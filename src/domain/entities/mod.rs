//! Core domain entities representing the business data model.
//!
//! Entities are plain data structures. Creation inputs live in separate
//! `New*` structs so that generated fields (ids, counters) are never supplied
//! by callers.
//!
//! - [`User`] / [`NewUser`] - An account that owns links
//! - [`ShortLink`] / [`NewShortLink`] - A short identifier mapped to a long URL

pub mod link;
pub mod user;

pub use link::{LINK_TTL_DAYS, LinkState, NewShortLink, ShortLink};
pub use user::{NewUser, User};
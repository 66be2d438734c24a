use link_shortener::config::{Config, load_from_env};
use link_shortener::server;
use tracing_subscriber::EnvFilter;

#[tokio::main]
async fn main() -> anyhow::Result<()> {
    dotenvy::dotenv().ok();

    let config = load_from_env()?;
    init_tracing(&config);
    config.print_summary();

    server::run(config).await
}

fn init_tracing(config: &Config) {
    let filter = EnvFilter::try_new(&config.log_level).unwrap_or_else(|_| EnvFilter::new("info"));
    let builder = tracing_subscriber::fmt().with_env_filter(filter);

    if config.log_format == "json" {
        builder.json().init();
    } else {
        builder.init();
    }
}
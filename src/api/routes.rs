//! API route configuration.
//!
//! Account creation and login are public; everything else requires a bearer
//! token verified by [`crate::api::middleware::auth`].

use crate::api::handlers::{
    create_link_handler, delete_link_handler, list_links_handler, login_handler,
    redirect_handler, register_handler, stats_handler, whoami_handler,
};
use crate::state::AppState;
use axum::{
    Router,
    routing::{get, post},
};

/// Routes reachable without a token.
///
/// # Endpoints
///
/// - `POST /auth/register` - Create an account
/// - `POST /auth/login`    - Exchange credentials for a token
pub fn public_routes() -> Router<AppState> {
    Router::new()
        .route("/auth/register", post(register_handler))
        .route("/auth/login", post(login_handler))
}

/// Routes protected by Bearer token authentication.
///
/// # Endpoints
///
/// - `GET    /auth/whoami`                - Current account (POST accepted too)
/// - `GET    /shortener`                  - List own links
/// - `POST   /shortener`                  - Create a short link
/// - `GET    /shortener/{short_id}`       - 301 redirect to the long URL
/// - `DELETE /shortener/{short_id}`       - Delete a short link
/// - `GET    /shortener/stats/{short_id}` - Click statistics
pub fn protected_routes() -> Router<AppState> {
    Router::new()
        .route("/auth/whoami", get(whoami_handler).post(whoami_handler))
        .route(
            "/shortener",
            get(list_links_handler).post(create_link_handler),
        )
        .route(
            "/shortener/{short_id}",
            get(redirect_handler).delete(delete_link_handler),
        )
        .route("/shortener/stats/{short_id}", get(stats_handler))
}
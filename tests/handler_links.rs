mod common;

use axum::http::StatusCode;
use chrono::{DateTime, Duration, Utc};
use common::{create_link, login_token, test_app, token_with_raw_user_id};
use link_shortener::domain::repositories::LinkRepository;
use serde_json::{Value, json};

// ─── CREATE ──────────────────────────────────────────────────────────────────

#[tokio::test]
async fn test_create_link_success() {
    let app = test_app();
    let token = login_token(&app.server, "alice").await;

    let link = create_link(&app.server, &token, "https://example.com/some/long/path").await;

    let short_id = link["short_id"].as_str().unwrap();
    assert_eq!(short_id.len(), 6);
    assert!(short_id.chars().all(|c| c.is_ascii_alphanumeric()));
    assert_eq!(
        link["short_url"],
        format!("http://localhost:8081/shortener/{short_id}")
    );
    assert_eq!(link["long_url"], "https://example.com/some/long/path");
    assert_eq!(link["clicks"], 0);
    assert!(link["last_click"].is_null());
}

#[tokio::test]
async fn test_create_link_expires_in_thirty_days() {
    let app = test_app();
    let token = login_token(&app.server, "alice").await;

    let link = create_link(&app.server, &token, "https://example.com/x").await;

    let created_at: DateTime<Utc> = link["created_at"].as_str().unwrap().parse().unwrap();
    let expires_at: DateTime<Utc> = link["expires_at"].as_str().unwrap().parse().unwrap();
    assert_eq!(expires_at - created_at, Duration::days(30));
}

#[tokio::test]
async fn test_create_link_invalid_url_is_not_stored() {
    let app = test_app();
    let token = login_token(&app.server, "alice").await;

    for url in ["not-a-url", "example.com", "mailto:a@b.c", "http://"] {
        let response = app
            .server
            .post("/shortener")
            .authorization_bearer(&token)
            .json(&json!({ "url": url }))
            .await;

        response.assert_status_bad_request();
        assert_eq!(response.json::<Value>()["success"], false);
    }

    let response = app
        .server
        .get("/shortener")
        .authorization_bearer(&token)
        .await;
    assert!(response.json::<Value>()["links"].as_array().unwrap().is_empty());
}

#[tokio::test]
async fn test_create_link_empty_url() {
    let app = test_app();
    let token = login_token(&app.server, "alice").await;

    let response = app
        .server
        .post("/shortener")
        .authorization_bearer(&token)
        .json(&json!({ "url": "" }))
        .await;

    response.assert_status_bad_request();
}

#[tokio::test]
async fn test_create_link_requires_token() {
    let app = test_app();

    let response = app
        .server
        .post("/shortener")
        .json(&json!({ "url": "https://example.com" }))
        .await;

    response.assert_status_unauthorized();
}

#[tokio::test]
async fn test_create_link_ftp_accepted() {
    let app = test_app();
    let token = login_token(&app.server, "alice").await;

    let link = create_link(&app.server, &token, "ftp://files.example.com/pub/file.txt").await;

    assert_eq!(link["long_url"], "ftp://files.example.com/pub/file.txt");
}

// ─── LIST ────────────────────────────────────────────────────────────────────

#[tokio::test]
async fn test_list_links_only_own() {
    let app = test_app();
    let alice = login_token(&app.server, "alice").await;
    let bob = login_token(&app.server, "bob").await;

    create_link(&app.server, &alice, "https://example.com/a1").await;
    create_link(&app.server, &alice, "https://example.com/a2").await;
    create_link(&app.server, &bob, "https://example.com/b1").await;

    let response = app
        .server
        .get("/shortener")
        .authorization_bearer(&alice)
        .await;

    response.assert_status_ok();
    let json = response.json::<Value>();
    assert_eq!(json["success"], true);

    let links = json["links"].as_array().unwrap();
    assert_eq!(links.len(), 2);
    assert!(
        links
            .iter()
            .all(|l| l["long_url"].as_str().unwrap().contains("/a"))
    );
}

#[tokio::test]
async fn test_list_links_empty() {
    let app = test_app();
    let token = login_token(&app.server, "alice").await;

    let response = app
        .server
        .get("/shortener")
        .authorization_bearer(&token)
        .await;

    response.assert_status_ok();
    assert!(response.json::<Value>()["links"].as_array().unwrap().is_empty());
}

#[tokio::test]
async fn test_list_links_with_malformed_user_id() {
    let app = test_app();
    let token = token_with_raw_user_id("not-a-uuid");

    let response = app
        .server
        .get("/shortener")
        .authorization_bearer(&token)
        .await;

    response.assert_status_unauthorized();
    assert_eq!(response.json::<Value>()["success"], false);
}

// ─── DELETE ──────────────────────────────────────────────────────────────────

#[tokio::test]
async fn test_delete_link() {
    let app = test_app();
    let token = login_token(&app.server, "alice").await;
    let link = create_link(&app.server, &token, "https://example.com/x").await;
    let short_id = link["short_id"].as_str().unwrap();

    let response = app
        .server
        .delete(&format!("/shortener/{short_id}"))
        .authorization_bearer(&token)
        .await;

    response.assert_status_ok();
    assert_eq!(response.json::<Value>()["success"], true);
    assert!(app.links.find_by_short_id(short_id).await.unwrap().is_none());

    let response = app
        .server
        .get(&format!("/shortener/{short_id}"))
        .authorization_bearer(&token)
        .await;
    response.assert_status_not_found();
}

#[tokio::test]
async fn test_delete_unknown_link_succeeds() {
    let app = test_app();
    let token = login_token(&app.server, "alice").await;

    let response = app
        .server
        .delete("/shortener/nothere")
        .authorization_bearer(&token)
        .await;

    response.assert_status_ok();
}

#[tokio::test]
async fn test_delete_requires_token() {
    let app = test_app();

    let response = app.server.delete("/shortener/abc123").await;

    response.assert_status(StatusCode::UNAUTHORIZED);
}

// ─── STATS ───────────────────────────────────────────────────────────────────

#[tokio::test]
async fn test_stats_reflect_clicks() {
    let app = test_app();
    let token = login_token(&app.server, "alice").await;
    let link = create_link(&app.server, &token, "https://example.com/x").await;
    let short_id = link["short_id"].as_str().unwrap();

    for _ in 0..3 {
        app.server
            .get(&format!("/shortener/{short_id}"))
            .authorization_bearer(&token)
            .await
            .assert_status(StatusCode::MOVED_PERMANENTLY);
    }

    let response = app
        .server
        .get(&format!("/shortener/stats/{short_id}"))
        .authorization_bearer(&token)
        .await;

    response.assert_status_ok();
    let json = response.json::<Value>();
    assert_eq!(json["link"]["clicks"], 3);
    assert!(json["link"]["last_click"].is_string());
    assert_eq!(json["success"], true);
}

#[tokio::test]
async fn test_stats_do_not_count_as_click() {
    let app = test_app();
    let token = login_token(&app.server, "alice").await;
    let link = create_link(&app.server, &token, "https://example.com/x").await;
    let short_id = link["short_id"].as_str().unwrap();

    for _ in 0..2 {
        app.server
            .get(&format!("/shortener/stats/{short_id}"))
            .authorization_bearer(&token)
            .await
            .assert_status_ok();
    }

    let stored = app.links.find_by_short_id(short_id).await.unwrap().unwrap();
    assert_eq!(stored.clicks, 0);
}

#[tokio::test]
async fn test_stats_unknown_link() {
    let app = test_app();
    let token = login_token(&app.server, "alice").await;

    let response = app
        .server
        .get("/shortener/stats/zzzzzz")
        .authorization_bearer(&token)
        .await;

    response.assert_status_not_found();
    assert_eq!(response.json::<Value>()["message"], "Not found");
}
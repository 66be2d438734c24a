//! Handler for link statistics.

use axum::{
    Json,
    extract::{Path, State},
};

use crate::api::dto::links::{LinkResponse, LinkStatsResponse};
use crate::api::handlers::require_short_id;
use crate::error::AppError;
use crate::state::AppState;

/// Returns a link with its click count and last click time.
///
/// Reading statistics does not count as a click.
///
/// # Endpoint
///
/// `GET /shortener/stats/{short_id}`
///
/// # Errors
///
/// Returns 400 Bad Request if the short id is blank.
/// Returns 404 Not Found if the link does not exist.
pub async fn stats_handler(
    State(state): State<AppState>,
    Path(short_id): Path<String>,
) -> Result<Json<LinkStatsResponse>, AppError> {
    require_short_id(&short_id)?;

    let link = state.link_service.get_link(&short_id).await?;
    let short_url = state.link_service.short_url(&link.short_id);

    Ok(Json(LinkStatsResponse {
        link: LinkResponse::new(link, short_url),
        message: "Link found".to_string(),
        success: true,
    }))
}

##############################

#### WORK REQUIRED
Copy out each line of the records where the string "NewShortLink" appears.

#### SOLUTION TO THIS TASK
//! - [`ShortLink`] / [`NewShortLink`] - A short identifier mapped to a long URL
pub use link::{LINK_TTL_DAYS, LinkState, NewShortLink, ShortLink};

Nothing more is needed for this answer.